# Really Stuck for somewhere to stay



## sallytrafic (Jan 17, 2006)

Next weekend we have a wedding celebration to go to in Christchurch. Trouble is its the bank holiday and all the sites are full anyone know where we could discreetly park for the night?


----------



## Grizzly (May 9, 2005)

sallytrafic said:


> Next weekend we have a wedding celebration to go to in Christchurch. Trouble is its the bank holiday and all the sites are full anyone know where we could discreetly park for the night?


Is the celebration at a church ? Would they let you use their car park or, if available, the church hall car park ? A nearby pub ?

G


----------



## sallytrafic (Jan 17, 2006)

Grizzly said:


> sallytrafic said:
> 
> 
> > Next weekend we have a wedding celebration to go to in Christchurch. Trouble is its the bank holiday and all the sites are full anyone know where we could discreetly park for the night?
> ...


Unfortunately G the party is at a social club who don't own their car park and have said No. I will look for pubs though but I'll not be spending anytime with them.


----------



## 107088 (Sep 18, 2007)

I tried the google thing, and was generously informed of all the free carparking in Christchurch.....unfortunately, it was for New Zealand....therefore I pushed the Uk button, and got a reasonable response, the carparks are listed, with height restrictions marked with a * .
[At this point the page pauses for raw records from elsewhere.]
//! Bucket page of the disk extendible hash table.
//!
//! A bucket is an unordered array of fixed-width `(key, value)` entries.
//! Duplicate keys are allowed; a key may map to several values.

use std::marker::PhantomData;

use crate::common::config::{htable_bucket_array_size, HTABLE_BUCKET_PAGE_METADATA_SIZE};
use crate::common::{Error, Result};
use crate::index::hash::{KeyComparator, Storable};

use super::page_type::PageType;
use super::{read_u32, write_u32};

const OFFSET_SIZE: usize = 4;
const OFFSET_MAX_SIZE: usize = 8;
const OFFSET_ENTRIES: usize = HTABLE_BUCKET_PAGE_METADATA_SIZE;

/// View over a bucket page holding `K` keys and `V` values.
///
/// # Layout
/// ```text
/// Offset  Size            Field
/// ------  ----            -----
/// 0       1               page_type (HashTableBucket)
/// 1       3               reserved
/// 4       4               size (entries in use)
/// 8       4               max_size
/// 12      n * entry_size  entries: key bytes followed by value bytes
/// ```
pub struct HashTableBucketPage<B, K, V> {
    data: B,
    _marker: PhantomData<(K, V)>,
}

impl<B, K: Storable, V: Storable> HashTableBucketPage<B, K, V> {
    /// Encoded width of one entry.
    pub const ENTRY_SIZE: usize = K::SIZE + V::SIZE;

    /// How many entries fit in a page for this key/value pair.
    pub const CAPACITY: usize = htable_bucket_array_size(K::SIZE + V::SIZE);

    #[inline]
    fn entry_offset(idx: usize) -> usize {
        OFFSET_ENTRIES + idx * Self::ENTRY_SIZE
    }
}

impl<B: AsRef<[u8]>, K: Storable, V: Storable> HashTableBucketPage<B, K, V> {
    /// Interpret an existing bucket page.
    ///
    /// # Errors
    /// `PageTypeMismatch` if the page is not a bucket page.
    pub fn open(data: B) -> Result<Self> {
        PageType::HashTableBucket.expect_in(data.as_ref())?;
        Ok(Self {
            data,
            _marker: PhantomData,
        })
    }

    pub fn size(&self) -> u32 {
        read_u32(self.data.as_ref(), OFFSET_SIZE)
    }

    pub fn max_size(&self) -> u32 {
        read_u32(self.data.as_ref(), OFFSET_MAX_SIZE)
    }

    pub fn is_full(&self) -> bool {
        self.size() >= self.max_size()
    }

    pub fn is_empty(&self) -> bool {
        self.size() == 0
    }

    /// # Panics
    /// Panics if `idx >= size()`.
    pub fn key_at(&self, idx: u32) -> K {
        self.check_index(idx);
        let offset = Self::entry_offset(idx as usize);
        K::decode(&self.data.as_ref()[offset..offset + K::SIZE])
    }

    /// # Panics
    /// Panics if `idx >= size()`.
    pub fn value_at(&self, idx: u32) -> V {
        self.check_index(idx);
        let offset = Self::entry_offset(idx as usize) + K::SIZE;
        V::decode(&self.data.as_ref()[offset..offset + V::SIZE])
    }

    /// # Panics
    /// Panics if `idx >= size()`.
    pub fn entry_at(&self, idx: u32) -> (K, V) {
        (self.key_at(idx), self.value_at(idx))
    }

    /// Every value stored under a key equal to `key` under `cmp`.
    pub fn lookup<C: KeyComparator<K>>(&self, key: &K, cmp: &C) -> Vec<V> {
        (0..self.size())
            .filter(|&idx| cmp.compare(&self.key_at(idx), key).is_eq())
            .map(|idx| self.value_at(idx))
            .collect()
    }

    fn check_index(&self, idx: u32) {
        assert!(
            idx < self.size(),
            "entry index {} out of range for bucket of size {}",
            idx,
            self.size()
        );
    }
}

impl<B: AsRef<[u8]> + AsMut<[u8]>, K: Storable, V: Storable> HashTableBucketPage<B, K, V> {
    /// Format `data` as an empty bucket holding at most `max_size` entries.
    ///
    /// # Errors
    /// `InvalidConfig` if `max_size` is 0 or more entries than fit in a page.
    pub fn init(mut data: B, max_size: u32) -> Result<Self> {
        if max_size == 0 || max_size as usize > Self::CAPACITY {
            return Err(Error::InvalidConfig(format!(
                "bucket max_size {} must be in 1..={}",
                max_size,
                Self::CAPACITY
            )));
        }

        let bytes = data.as_mut();
        bytes[..OFFSET_ENTRIES].fill(0);
        PageType::HashTableBucket.write_to(bytes);
        write_u32(bytes, OFFSET_SIZE, 0);
        write_u32(bytes, OFFSET_MAX_SIZE, max_size);

        Ok(Self {
            data,
            _marker: PhantomData,
        })
    }

    /// Append an entry. Returns false if the bucket is full.
    pub fn insert(&mut self, key: &K, value: &V) -> bool {
        if self.is_full() {
            return false;
        }

        let size = self.size();
        let offset = Self::entry_offset(size as usize);
        let bytes = self.data.as_mut();
        key.encode(&mut bytes[offset..offset + K::SIZE]);
        value.encode(&mut bytes[offset + K::SIZE..offset + Self::ENTRY_SIZE]);
        write_u32(bytes, OFFSET_SIZE, size + 1);
        true
    }

    /// Remove every entry whose key equals `key`. Returns how many went.
    pub fn remove<C: KeyComparator<K>>(&mut self, key: &K, cmp: &C) -> usize {
        let mut removed = 0;
        let mut idx = 0;
        while idx < self.size() {
            if cmp.compare(&self.key_at(idx), key).is_eq() {
                self.remove_at(idx);
                removed += 1;
            } else {
                idx += 1;
            }
        }
        removed
    }

    /// Remove the entry at `idx`, shifting later entries down.
    ///
    /// # Panics
    /// Panics if `idx >= size()`.
    pub fn remove_at(&mut self, idx: u32) {
        self.check_index(idx);

        let size = self.size();
        let start = Self::entry_offset(idx as usize);
        let end = Self::entry_offset(size as usize);
        let bytes = self.data.as_mut();
        bytes.copy_within(start + Self::ENTRY_SIZE..end, start);
        write_u32(bytes, OFFSET_SIZE, size - 1);
    }
}

#[cfg(test)]
mod tests {
    use super::*;
    use crate::index::hash::{GenericComparator, GenericKey, IntComparator, Rid};
    use crate::storage::page::Page;
    use crate::common::PageId;

    type IntBucket<'a> = HashTableBucketPage<&'a mut [u8], i32, i32>;

    #[test]
    fn test_bucket_capacity() {
        assert_eq!(IntBucket::CAPACITY, 510);
        assert_eq!(
            HashTableBucketPage::<&[u8], GenericKey<8>, Rid>::CAPACITY,
            255
        );
    }

    #[test]
    fn test_bucket_init_validates_max_size() {
        let mut page = Page::new();
        assert!(IntBucket::init(page.as_mut_slice(), 0).is_err());
        assert!(IntBucket::init(page.as_mut_slice(), 511).is_err());
        assert!(IntBucket::init(page.as_mut_slice(), 510).is_ok());
    }

    #[test]
    fn test_bucket_insert_until_full() {
        let mut page = Page::new();
        let mut bucket = IntBucket::init(page.as_mut_slice(), 3).unwrap();
        assert!(bucket.is_empty());

        assert!(bucket.insert(&1, &10));
        assert!(bucket.insert(&2, &20));
        assert!(bucket.insert(&3, &30));
        assert!(bucket.is_full());
        assert!(!bucket.insert(&4, &40));

        assert_eq!(bucket.size(), 3);
        assert_eq!(bucket.entry_at(1), (2, 20));
    }

    #[test]
    fn test_bucket_lookup_returns_all_duplicates() {
        let mut page = Page::new();
        let mut bucket = IntBucket::init(page.as_mut_slice(), 8).unwrap();
        bucket.insert(&7, &1);
        bucket.insert(&8, &2);
        bucket.insert(&7, &3);

        assert_eq!(bucket.lookup(&7, &IntComparator), vec![1, 3]);
        assert_eq!(bucket.lookup(&8, &IntComparator), vec![2]);
        assert!(bucket.lookup(&9, &IntComparator).is_empty());
    }

    #[test]
    fn test_bucket_remove_all_matches_and_compacts() {
        let mut page = Page::new();
        let mut bucket = IntBucket::init(page.as_mut_slice(), 8).unwrap();
        for (k, v) in [(1, 10), (2, 20), (1, 11), (3, 30), (1, 12)] {
            bucket.insert(&k, &v);
        }

        assert_eq!(bucket.remove(&1, &IntComparator), 3);
        assert_eq!(bucket.size(), 2);
        assert_eq!(bucket.entry_at(0), (2, 20));
        assert_eq!(bucket.entry_at(1), (3, 30));
        assert_eq!(bucket.remove(&1, &IntComparator), 0);
    }

    #[test]
    fn test_bucket_remove_at() {
        let mut page = Page::new();
        let mut bucket = IntBucket::init(page.as_mut_slice(), 4).unwrap();
        bucket.insert(&1, &10);
        bucket.insert(&2, &20);
        bucket.insert(&3, &30);

        bucket.remove_at(0);
        assert_eq!(bucket.size(), 2);
        assert_eq!(bucket.key_at(0), 2);
        bucket.remove_at(1);
        assert_eq!(bucket.key_at(0), 2);
        bucket.remove_at(0);
        assert!(bucket.is_empty());
    }

    #[test]
    fn test_bucket_generic_key_with_rid() {
        let mut page = Page::new();
        let mut bucket =
            HashTableBucketPage::<_, GenericKey<16>, Rid>::init(page.as_mut_slice(), 4).unwrap();
        let key = GenericKey::<16>::from_i64(42);
        let rid = Rid::new(PageId::new(3), 9);
        bucket.insert(&key, &rid);

        assert_eq!(bucket.lookup(&key, &GenericComparator::<16>), vec![rid]);
    }

    #[test]
    fn test_bucket_open_reads_back() {
        let mut page = Page::new();
        {
            let mut bucket = IntBucket::init(page.as_mut_slice(), 4).unwrap();
            bucket.insert(&-5, &500);
        }
        let bucket = HashTableBucketPage::<_, i32, i32>::open(page.as_slice()).unwrap();
        assert_eq!(bucket.max_size(), 4);
        assert_eq!(bucket.entry_at(0), (-5, 500));
    }

    #[test]
    fn test_bucket_open_rejects_other_pages() {
        let mut page = Page::new();
        PageType::HashTableDirectory.write_to(page.as_mut_slice());
        let result = HashTableBucketPage::<_, i32, i32>::open(page.as_slice());
        assert!(matches!(result, Err(Error::PageTypeMismatch { .. })));
    }

    #[test]
    #[should_panic(expected = "out of range")]
    fn test_bucket_key_at_out_of_range() {
        let mut page = Page::new();
        let bucket = IntBucket::init(page.as_mut_slice(), 4).unwrap();
        bucket.key_at(0);
    }
}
There wasn't any info about motorhomes tho, however, theres an email address which is

Email: [email protected]

so that may help if you are pushed. the Mudeford? quay car park, is £12.00 for 8 hours or somesuch, if your desperate it may be worth an email to the people in charge to get info. and therefore not get clamped or ticketed, sorry,, cant find anything else.

edited to say: oh yes I can, I found this

http://www.motorhomeparking.co.uk/dor.htm

which is pretty informative, hope it helps
and this
Oak Inn
57 Martins Hill Lane,
Christchurch, Dorset BH23 7NW
Landlord: Mick McCauley

Adrian


----------



## ambegayo (Jan 7, 2007)

*circa Christchurch*

Just seen your post, are you staying for a reception after the wedding, which is where? If you are, no doubt you will be moving after dark- Christchurch is full of narrow streets but if an overnight car park is available that would seem the best, We live near Merley Camp Site but know the area you will be in well. An option would be to drive up to Hengisbury Head, there are car parks there, but also wide roads and if you discreetly parked up just for sleeping overnight I don't think you would be disturbed, especially as you are not a large van. Look for the the Golf Course of the Broadway,Tuckton. If we can think of anywhere else in the meantime will pm you. There is also bigstore car parks along Purewell/Somerfield Road plus an industrial estate in Airfield Road.
Wendy


----------



## annetony (May 1, 2005)

Found this if it helps http://www.motorhomeparking.co.uk/christch.pdf

Anne


----------



## Telbell (May 1, 2005)

I wonder how Anne's link to GJH's site was posted before bandaid's but appeared after :?:

BTW did you know you can now get a CD with the parking places on?

and....isnt he a member here any more??
(sorry for digression :roll: )


----------



## annetony (May 1, 2005)

Tellbell, my post was today Bandaids was yesterday :lol: 

my link was to a list of car parks in Christchurch with info as to height barriers, overnight parking etc.

Anne


----------



## sallytrafic (Jan 17, 2006)

annetony said:


> Tellbell, my post was today Bandaids was yesterday :lol:
> 
> my link was to a list of car parks in Christchurch with info as to height barriers, overnight parking etc.
> 
> Anne


And so was his (indirectly) :lol: but anyway thanks all of you for helping I have got lots of ideas and if non look suitable on our drive by, one of us won't drink at all and we will drive home its only 23 miles.


----------



## DABurleigh (May 9, 2005)

Which reminds me of what I thought when you first posted; there's a cosy place in Salisbury 

Dave


----------